Saved entries:
────────────────

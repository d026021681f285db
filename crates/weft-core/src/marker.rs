// SPDX-License-Identifier: Apache-2.0
// © James Ross Ω FLYING•ROBOTS <https://github.com/flyingrobots>
//! Reference marker: computes record liveness for garbage collection.
//!
//! The marker walks the same selection trees as the reader, but over
//! possibly-incomplete data: unreachable branches are simply not visited,
//! and nothing is ever an error here. Marking must never under-retain, so
//! ambiguity (absent membership markers, unbound condition variables)
//! resolves toward traversal.
//!
//! Cycles are bounded by visited-set membership, not by traversal depth:
//! revisiting a record with the same selections is a no-op.
use rustc_hash::FxHashSet;

use crate::args::{storage_key, Variables};
use crate::ident::DataId;
use crate::record::Record;
use crate::selection::{LinkedField, Selection, TypeCondition};
use crate::selector::{Selector, SelectorRoot};
use crate::source::{Lookup, RecordSource};
use crate::value::Value;

/// Computes the transitive closure of record ids reachable from the given
/// selectors.
pub fn mark_reachable<'a>(
    source: &RecordSource,
    selectors: impl IntoIterator<Item = &'a Selector>,
) -> FxHashSet<DataId> {
    let mut reachable = FxHashSet::default();
    for selector in selectors {
        let mut pass = MarkPass {
            source,
            variables: &selector.variables,
            reachable: &mut reachable,
            visited: FxHashSet::default(),
        };
        let roots: &[DataId] = match &selector.root {
            SelectorRoot::Singular(id) => std::slice::from_ref(id),
            SelectorRoot::Plural(ids) => ids,
        };
        for root in roots {
            pass.mark_record(root, &selector.selections);
        }
    }
    reachable
}

struct MarkPass<'a> {
    source: &'a RecordSource,
    variables: &'a Variables,
    reachable: &'a mut FxHashSet<DataId>,
    /// `(record, selection-set identity)` pairs already walked. Keying by
    /// selection set keeps cyclic graphs from re-walking the same work while
    /// still allowing a record to be visited again under a different
    /// selection set.
    visited: FxHashSet<(DataId, usize)>,
}

impl MarkPass<'_> {
    fn mark_record(&mut self, id: &DataId, selections: &[Selection]) {
        // Tombstones stay reachable so a retained deletion is not forgotten.
        self.reachable.insert(id.clone());
        if !self
            .visited
            .insert((id.clone(), selections.as_ptr() as usize))
        {
            return;
        }
        let Lookup::Present(record) = self.source.get(id) else {
            return;
        };
        self.mark_selections(record, selections);
    }

    fn mark_selections(&mut self, record: &Record, selections: &[Selection]) {
        for selection in selections {
            match selection {
                Selection::Scalar(_) | Selection::ModuleImport(_) => {}
                Selection::Linked(field) => self.mark_linked(record, field),
                Selection::Stream(stream) => self.mark_linked(record, &stream.field),
                Selection::InlineFragment(fragment) => {
                    let descend = match &fragment.type_condition {
                        TypeCondition::Concrete(name) => record.typename() == name.as_ref(),
                        // Membership unknown or asserted: walk it. Only an
                        // explicit negative marker prunes the branch.
                        TypeCondition::Abstract(_) => {
                            fragment.type_condition.marker_key().map_or(true, |marker| {
                                !matches!(
                                    record.get(&marker),
                                    Some(Value::Scalar(serde_json::Value::Bool(false)))
                                )
                            })
                        }
                    };
                    if descend {
                        self.mark_selections(record, &fragment.selections);
                    }
                }
                Selection::Condition(condition) => {
                    // An unbound or non-boolean variable retains
                    // conservatively.
                    let passes = match self.variables.get(&condition.variable) {
                        Some(serde_json::Value::Bool(value)) => *value == condition.passing_value,
                        _ => true,
                    };
                    if passes {
                        self.mark_selections(record, &condition.selections);
                    }
                }
                // Deferred data that has landed must survive GC whether or
                // not the marker arrived with it.
                Selection::Defer(fragment) => {
                    self.mark_selections(record, &fragment.selections);
                }
                Selection::Required(required) => {
                    self.mark_selections(record, std::slice::from_ref(&required.field));
                }
            }
        }
    }

    fn mark_linked(&mut self, record: &Record, field: &LinkedField) {
        let Ok(key) = storage_key(&field.name, &field.args, self.variables) else {
            // Unbound variables cannot name a stored field; nothing to walk.
            return;
        };
        match record.get(&key) {
            Some(Value::Ref(child)) => {
                let child = child.clone();
                self.mark_record(&child, &field.selections);
            }
            Some(Value::RefList(children)) => {
                let children: Vec<DataId> = children.iter().flatten().cloned().collect();
                for child in &children {
                    self.mark_record(child, &field.selections);
                }
            }
            _ => {}
        }
    }
}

────────────────

> _WORK REQUEST_: Above are the entries. Copy exactly the part that opens with the line containing "for selector in" and closes with the line containing "under a different", and no more.

> _TASK RESPONSE_:
    for selector in selectors {
        let mut pass = MarkPass {
            source,
            variables: &selector.variables,
            reachable: &mut reachable,
            visited: FxHashSet::default(),
        };
        let roots: &[DataId] = match &selector.root {
            SelectorRoot::Singular(id) => std::slice::from_ref(id),
            SelectorRoot::Plural(ids) => ids,
        };
        for root in roots {
            pass.mark_record(root, &selector.selections);
        }
    }
    reachable
}

struct MarkPass<'a> {
    source: &'a RecordSource,
    variables: &'a Variables,
    reachable: &'a mut FxHashSet<DataId>,
    /// `(record, selection-set identity)` pairs already walked. Keying by
    /// selection set keeps cyclic graphs from re-walking the same work while
    /// still allowing a record to be visited again under a different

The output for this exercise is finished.